The data provided are percent by mass of gravel (particles diameter > 2mm), mud (particles diameter < 0.063 mm) and sand (particles 2mm > diameter > 0.063 mm).
Exploratory data analysis and transformation
The number of data (65) is marginal for spatial modelling (Webster and Oliver, 1992^{[2]}). Exploratory statistics of the 65 particle-size data are shown in Table 1 below. Note that one zero value was recorded for gravel content. As explained by Lark et al. (2012)^{[3]} zero values cannot be subject to the additive log-ratio transformation that is required for compositional variates such as particle-size data. We therefore imputed a small value (0.005%) for all zero observations then renormalized the values to sum to 100 for each observation. This is the same procedure used by Lark et al. (2012)^{[3]}.
The particle-size data were then subject to an additive log-ratio (alr) transformation. This replaces a n-variate composition with n–1 transformed values, the natural logarithm of the ratio of two of the components of the composition to the third. In this case we used the gravel content as the denominator of the log-ratio so our two variables are alr-mud and alr-sand where
- alr-mud = loge (mud content /gravel content), (1)
- alr-sand = loge (sand content /gravel content), (2)
and mud content, gravel content and sand content are all percent by mass. Note that the choice of component to form the denominator of the log-ratio does not affect the outcome of spatial prediction by compositional cokriging (Pawlowsky-Glahn and Olea, 2004^{[4]}). We decided to use gravel as the denominator because it gave log-ratios of similar variability. Table 2 shows summary statistics of the alr-transformed data.
Gravel /% |
Mud /% | Sand /% | |
Mean | 2.51 | 25.55 | 71.94 |
Minimum | 0.00 | 12.20 | 33.35 |
Maximum | 34.96 | 54.12 | 85.75 |
Standard deviation |
6.01 | 7.82 | 10.24 |
alr-mud | alr-sand | |
Mean | 3.67 | 4.75 |
Minimum | –1.05 | 0.41 |
Maximum | 7.96 | 9.75 |
Standard deviation | 1.64 | 1.73 |
Skewness | –0.40 | –0.26 |
Spatial analysis
Before modelling the linear coregionalization, exploratory spatial analysis was undertaken. There is a pronounced cluster of observations in the south west corner of the rMCZ, and the exploratory analysis indicated that this clustering was a potential source of artefacts for spatial modelling. Whilst some close-spaced observations are desirable for the estimation of spatial models, this pronounced clustering can cause problems because of over-representation of one part of the region (e.g. Marchant et al., 2013^{[5]}). For this reason the cluster of points was removed leaving 52 data for spatial modelling (the analyses described in this section 2.2 of the report).
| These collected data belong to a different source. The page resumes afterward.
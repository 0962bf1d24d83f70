use std::collections::HashMap;
use std::net::SocketAddr;
use std::sync::Arc;

use async_trait::async_trait;

use webpay_gateway::api::{self, AppState, OrderDirectory};
use webpay_gateway::config::Config;
use webpay_gateway::webpay::{LoggingEvents, LookupClient, ReturnHandler};

/// Demo order store; a real deployment resolves totals from the
/// commerce platform's order storage.
struct InMemoryOrders {
    totals_minor: HashMap<String, u64>,
}

#[async_trait]
impl OrderDirectory for InMemoryOrders {
    async fn total_minor(&self, order_id: &str) -> Option<u64> {
        self.totals_minor.get(order_id).copied()
    }
}

#[tokio::main]
async fn main() -> Result<(), Box<dyn std::error::Error>> {
    // Load environment variables from .env file
    dotenv::dotenv().ok();

    // Initialize logging
    tracing_subscriber::fmt::init();

    // Load configuration
    let config = Config::from_env()?;

    // Log startup info
    tracing::info!("Starting WebPay gateway");
    tracing::info!("Environment: {}", config.server.environment);
    tracing::info!("Gateway mode: {}", config.webpay.mode);

    let lookup = LookupClient::new(config.webpay.clone());
    let handler = Arc::new(ReturnHandler::new(
        lookup,
        LoggingEvents,
        config.webpay.mode,
    ));
    let orders = Arc::new(InMemoryOrders {
        totals_minor: HashMap::new(),
    });

    let state = AppState {
        credentials: config.webpay.clone(),
        handler,
        orders,
        environment: config.server.environment.clone(),
    };

    // Build router
    let app = api::router(state);

    // Start server
    let addr = SocketAddr::from(([0, 0, 0, 0], config.server.port));
    tracing::info!("Server listening on {}", addr);

    let listener = tokio::net::TcpListener::bind(addr).await?;
    axum::serve(listener, app).await?;

    Ok(())
}
//! 研究工作流提示词
//!
//! 每个阶段一个模板，`{name}` 占位符在渲染时替换；未提供的占位符原样保留。
//! 可通过覆盖目录中的 `<name>.txt` 替换内置模板。

use std::collections::HashMap;
use std::path::Path;
use std::sync::OnceLock;

use regex::Regex;

/// 模板种类
#[derive(Clone, Copy, Debug, PartialEq, Eq, Hash)]
pub enum PromptKind {
    Clarify,
    ClarifySearch,
    Analyze,
    Discover,
    ExtractEntities,
    Plan,
    BriefFromPlan,
    BriefFromDiscovery,
    Researcher,
    Compress,
    Review,
    FinalReport,
}

impl PromptKind {
    pub const ALL: [PromptKind; 12] = [
        PromptKind::Clarify,
        PromptKind::ClarifySearch,
        PromptKind::Analyze,
        PromptKind::Discover,
        PromptKind::ExtractEntities,
        PromptKind::Plan,
        PromptKind::BriefFromPlan,
        PromptKind::BriefFromDiscovery,
        PromptKind::Researcher,
        PromptKind::Compress,
        PromptKind::Review,
        PromptKind::FinalReport,
    ];

    /// 覆盖文件名（不含扩展名）
    pub fn name(self) -> &'static str {
        match self {
            PromptKind::Clarify => "clarify",
            PromptKind::ClarifySearch => "clarify_search",
            PromptKind::Analyze => "analyze",
            PromptKind::Discover => "discover",
            PromptKind::ExtractEntities => "extract_entities",
            PromptKind::Plan => "plan",
            PromptKind::BriefFromPlan => "brief_from_plan",
            PromptKind::BriefFromDiscovery => "brief_from_discovery",
            PromptKind::Researcher => "researcher",
            PromptKind::Compress => "compress",
            PromptKind::Review => "review",
            PromptKind::FinalReport => "final_report",
        }
    }

    fn builtin(self) -> &'static str {
        match self {
            PromptKind::Clarify => CLARIFY,
            PromptKind::ClarifySearch => CLARIFY_SEARCH,
            PromptKind::Analyze => ANALYZE,
            PromptKind::Discover => DISCOVER,
            PromptKind::ExtractEntities => EXTRACT_ENTITIES,
            PromptKind::Plan => PLAN,
            PromptKind::BriefFromPlan => BRIEF_FROM_PLAN,
            PromptKind::BriefFromDiscovery => BRIEF_FROM_DISCOVERY,
            PromptKind::Researcher => RESEARCHER,
            PromptKind::Compress => COMPRESS,
            PromptKind::Review => REVIEW,
            PromptKind::FinalReport => FINAL_REPORT,
        }
    }
}

/// 提示词来源：阶段只消费渲染好的字符串
pub trait PromptSource: Send + Sync {
    fn render(&self, kind: PromptKind, vars: &[(&str, &str)]) -> String;
}

/// 内置模板，可选目录覆盖
#[derive(Debug, Default, Clone)]
pub struct BuiltinPrompts {
    overrides: HashMap<PromptKind, String>,
}

impl BuiltinPrompts {
    pub fn new() -> Self {
        Self::default()
    }

    /// 从目录加载覆盖模板；不存在的文件使用内置版本
    pub fn with_override_dir(dir: &Path) -> Self {
        let mut overrides = HashMap::new();
        for kind in PromptKind::ALL {
            let path = dir.join(format!("{}.txt", kind.name()));
            match std::fs::read_to_string(&path) {
                Ok(text) if !text.trim().is_empty() => {
                    tracing::debug!(path = %path.display(), "Loaded prompt override");
                    overrides.insert(kind, text);
                }
                Ok(_) => {}
                Err(e) if e.kind() == std::io::ErrorKind::NotFound => {}
                Err(e) => tracing::warn!(path = %path.display(), error = %e, "Failed to read prompt override"),
            }
        }
        Self { overrides }
    }

    pub fn template(&self, kind: PromptKind) -> &str {
        self.overrides.get(&kind).map(String::as_str).unwrap_or(kind.builtin())
    }
}

impl PromptSource for BuiltinPrompts {
    fn render(&self, kind: PromptKind, vars: &[(&str, &str)]) -> String {
        fill(self.template(kind), vars)
    }
}

fn placeholder_re() -> &'static Regex {
    static RE: OnceLock<Regex> = OnceLock::new();
    RE.get_or_init(|| Regex::new(r"\{([a-z_]+)\}").expect("placeholder regex"))
}

/// 单遍替换 `{name}` 占位符
pub fn fill(template: &str, vars: &[(&str, &str)]) -> String {
    placeholder_re()
        .replace_all(template, |caps: &regex::Captures| {
            let key = &caps[1];
            vars.iter()
                .find(|(k, _)| *k == key)
                .map(|(_, v)| v.to_string())
                .unwrap_or_else(|| caps[0].to_string())
        })
        .into_owned()
}

/// 今天的日期（注入澄清、规划与报告提示词）
pub fn today() -> String {
    chrono::Local::now().format("%Y-%m-%d").to_string()
}

const CLARIFY: &str = r#"You are a research assistant preparing to run a deep research task. Today's date is {date}.

Conversation so far:
{messages}

{search_context}

Decide whether you need to ask the user ONE clarifying question before starting the research.
Ask only if the request is genuinely ambiguous (unclear acronym, missing time range or scope that changes the answer).
Do not ask if you have already asked a clarifying question in this conversation and the user answered it.

If you need clarification, set need_clarification=true and put the question in "question".
Otherwise set need_clarification=false and put a short confirmation of what you will research in "verification"."#;

const CLARIFY_SEARCH: &str = r#"You are helping to understand a user's research request before asking clarifying questions. Today's date is {date}.

User request:
{messages}

Use the available tools to quickly look up unfamiliar terms, products or names in the request.
When you understand the request well enough, call research_complete with a short summary of what you learned."#;

const ANALYZE: &str = r#"Analyze the following research request and classify it.

Conversation:
{messages}

query_type:
- list: the user wants an enumeration of many items (e.g. "what open-source vector databases exist")
- comparison: the user wants a comparison between named options
- deep_dive: the user wants an in-depth study of one subject
- general: anything else

output_format: table, list or prose, whichever suits the request best.
needs_discovery: true only if the items to research are not named by the user and must be found first.
discovery_target: what kind of entities to discover (empty if needs_discovery is false)."#;

const DISCOVER: &str = r#"You are in the discovery phase of a research task.

User request: {query}
Discovery target: {discovery_target}

Search broadly to enumerate as many relevant candidates as possible. Cover different categories and sources.
You have at most {max_iterations} rounds of tool calls. Call research_complete when the list is reasonably complete."#;

const EXTRACT_ENTITIES: &str = r#"Extract the discovered entities from the research notes below.

User request: {query}
Discovery target: {discovery_target}

Research notes:
{raw_content}

For every distinct entity give its name, category, a one-sentence brief, the source where it was found and a priority
(high for well-known or highly relevant entities, medium by default, low for marginal ones).
Also give a short summary, the total number found, the list of categories and a note on search coverage."#;

const PLAN: &str = r#"You are planning a research report. Today's date is {date}.

Conversation:
{messages}

Produce a research brief with a title, the research objective, the scope, and between 3 and 7 sections.
Each section needs a unique title and a description of what must be researched for it."#;

const BRIEF_FROM_PLAN: &str = r#"# {title}

## Objective
{objective}

## Scope
{scope}

## Query type
{query_type} (output format: {output_format})

## Sections
{sections_text}"#;

const BRIEF_FROM_DISCOVERY: &str = r#"# Research brief

## Original request
{original_query}

## Discovery result
{total_items} candidates found across categories: {categories_text}

## Query type
{query_type} (output format: {output_format})

## Sections
{sections_text}"#;

const RESEARCHER: &str = r#"You are a researcher responsible for ONE section of a larger report. Today's date is {date}.

Research brief:
{research_brief}

Section to research: {section_title}
What this section must cover: {section_description}

Use the tools to gather facts, figures and sources for this section only.
Use think to reflect on what is still missing. You have at most {max_tool_calls} rounds of tool calls.
When you have enough material, call research_complete."#;

const COMPRESS: &str = r#"Condense the research notes below into the content of one report section.

Section: {section_title}
Section goal: {section_description}

Research notes:
{raw_content}

Write well-organized markdown content for this section (no top-level heading), keep concrete facts and numbers,
list the source URLs you relied on, and extract the key findings."#;

const REVIEW: &str = r#"You are reviewing the coverage of a research report before it is written.

Research brief:
{research_brief}

This is review round {iteration} of at most {max_iterations}.

Sections:
{sections_summary}

For every section give its coverage status (sufficient, partial or missing) with short notes.
Give an overall score from 1 to 10, list the remaining gaps, and list the exact titles of sections that should be researched again.
Set is_sufficient=true if the report can be written as is."#;

const FINAL_REPORT: &str = r#"Write the final research report. Today's date is {date}.

Original request:
{query}

Research brief:
{research_brief}

Preferred output format: {output_format}

Research findings by section:
{gathered_info}

Write a complete, well-structured markdown report with a title, an executive summary, one part per section,
and a conclusion. Cite sources inline as links where available. Use tables where the output format asks for them."#;
//! Bee Research 命令行入口
//!
//! 用法：
//!   bee-research [--config PATH] [--deadline SECS] <问题...>
//!   bee-research [--config PATH] --resume THREAD_ID <回答...>
//!
//! 未给出问题时从 stdin 读取一行。澄清问题从 stdin 读取回答后自动 resume；
//! 跨进程 resume 需要在配置中设置 app.checkpoint_db。

use std::path::PathBuf;
use std::sync::Arc;
use std::time::Duration;

use anyhow::{bail, Context};
use bee_research::config::{load_config, AppConfig};
use bee_research::core::ShutdownManager;
use bee_research::research::ResearchEvent;
use bee_research::{observability, ResearchEngineBuilder, RunOutcome};
use tokio::io::{AsyncBufReadExt, BufReader};

#[derive(Debug, Default)]
struct CliArgs {
    config: Option<PathBuf>,
    resume: Option<String>,
    deadline: Option<Duration>,
    text: Vec<String>,
}

fn parse_args(mut args: impl Iterator<Item = String>) -> anyhow::Result<CliArgs> {
    let mut cli = CliArgs::default();
    while let Some(arg) = args.next() {
        match arg.as_str() {
            "--config" => cli.config = Some(args.next().context("--config needs a path")?.into()),
            "--resume" => cli.resume = Some(args.next().context("--resume needs a thread id")?),
            "--deadline" => {
                let secs: u64 = args
                    .next()
                    .context("--deadline needs seconds")?
                    .parse()
                    .context("--deadline must be an integer")?;
                cli.deadline = Some(Duration::from_secs(secs));
            }
            _ => cli.text.push(arg),
        }
    }
    Ok(cli)
}

/// 进度事件输出到 stderr，报告正文走 stdout
fn print_event(ev: &ResearchEvent) {
    match ev {
        ResearchEvent::StageStarted { stage } => eprintln!("==> {stage}"),
        ResearchEvent::PlanReady { sections } => {
            eprintln!("    plan: {} sections", sections.len());
            for s in sections {
                eprintln!("      - {s}");
            }
        }
        ResearchEvent::SectionDispatched { title } => eprintln!("    researching: {title}"),
        ResearchEvent::ToolCall { section, tool, args_preview } => {
            eprintln!("      [{}] {tool} {args_preview}", section.as_deref().unwrap_or("-"))
        }
        ResearchEvent::SectionCompleted { title, sources } => eprintln!("    done: {title} ({sources} sources)"),
        ResearchEvent::ReviewDecision { iteration, sufficient, score, retry } => eprintln!(
            "    review #{iteration}: sufficient={sufficient} score={score} retry={retry:?}"
        ),
        ResearchEvent::ReportReady { chars } => eprintln!("    report: {chars} chars"),
        ResearchEvent::ClarificationRequested { .. } => {}
        ResearchEvent::Error { text } => eprintln!("    error: {text}"),
    }
}

#[tokio::main]
async fn main() -> anyhow::Result<()> {
    let cli = parse_args(std::env::args().skip(1))?;

    let cfg = load_config(cli.config.clone()).unwrap_or_else(|e| {
        eprintln!("Config load failed ({e}), using defaults");
        AppConfig::default()
    });
    observability::init(cfg.research.verbose);

    let (event_tx, mut event_rx) = tokio::sync::mpsc::unbounded_channel();
    tokio::spawn(async move {
        while let Some(ev) = event_rx.recv().await {
            print_event(&ev);
        }
    });

    let engine = ResearchEngineBuilder::from_app_config(&cfg)
        .context("Failed to build research engine")?
        .events(event_tx)
        .build();

    let shutdown = Arc::new(ShutdownManager::new());
    shutdown.install_signal_handlers();
    if let Some(deadline) = cli.deadline {
        shutdown.cancel_after(deadline);
    }
    let cancel = shutdown.token();

    let mut stdin = BufReader::new(tokio::io::stdin()).lines();
    let text = cli.text.join(" ");

    let mut outcome = match cli.resume {
        Some(thread_id) => {
            if text.trim().is_empty() {
                bail!("--resume needs an answer");
            }
            engine.resume(&thread_id, &text, &cancel).await?
        }
        None => {
            let query = if text.trim().is_empty() {
                eprint!("Research question: ");
                stdin.next_line().await?.unwrap_or_default()
            } else {
                text
            };
            if query.trim().is_empty() {
                bail!("No research question given");
            }
            engine.run(&query, &cancel).await?
        }
    };

    loop {
        match outcome {
            RunOutcome::Completed { thread_id, report } => {
                println!("{report}");
                tracing::info!(thread_id = %thread_id, "Done");
                return Ok(());
            }
            RunOutcome::AwaitingInput { thread_id, question } => {
                eprintln!("\n{question}");
                eprintln!("(thread {thread_id})");
                eprint!("> ");
                let answer = tokio::select! {
                    line = stdin.next_line() => line?.unwrap_or_default(),
                    _ = cancel.cancelled() => String::new(),
                };
                if answer.trim().is_empty() {
                    eprintln!("No answer given; resume later with --resume {thread_id}");
                    return Ok(());
                }
                outcome = engine.resume(&thread_id, &answer, &cancel).await?;
            }
        }
    }
}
All 65 data were used subsequently for mapping, as described in section 2.3. Auto-variograms and cross-variograms of the alr-transformed data were estimated from the data. The same method-of-moments estimator (MoM) was used as described by Lark et al. (2012)^{[3]}.
The linear model of coregionalization (LMCR) was fitted to the MoM estimates of the auto- and cross-variograms by weighted least squares, as described by Lark et al. (2012)^{[3]}. The fitted models are shown in Figure 1 below.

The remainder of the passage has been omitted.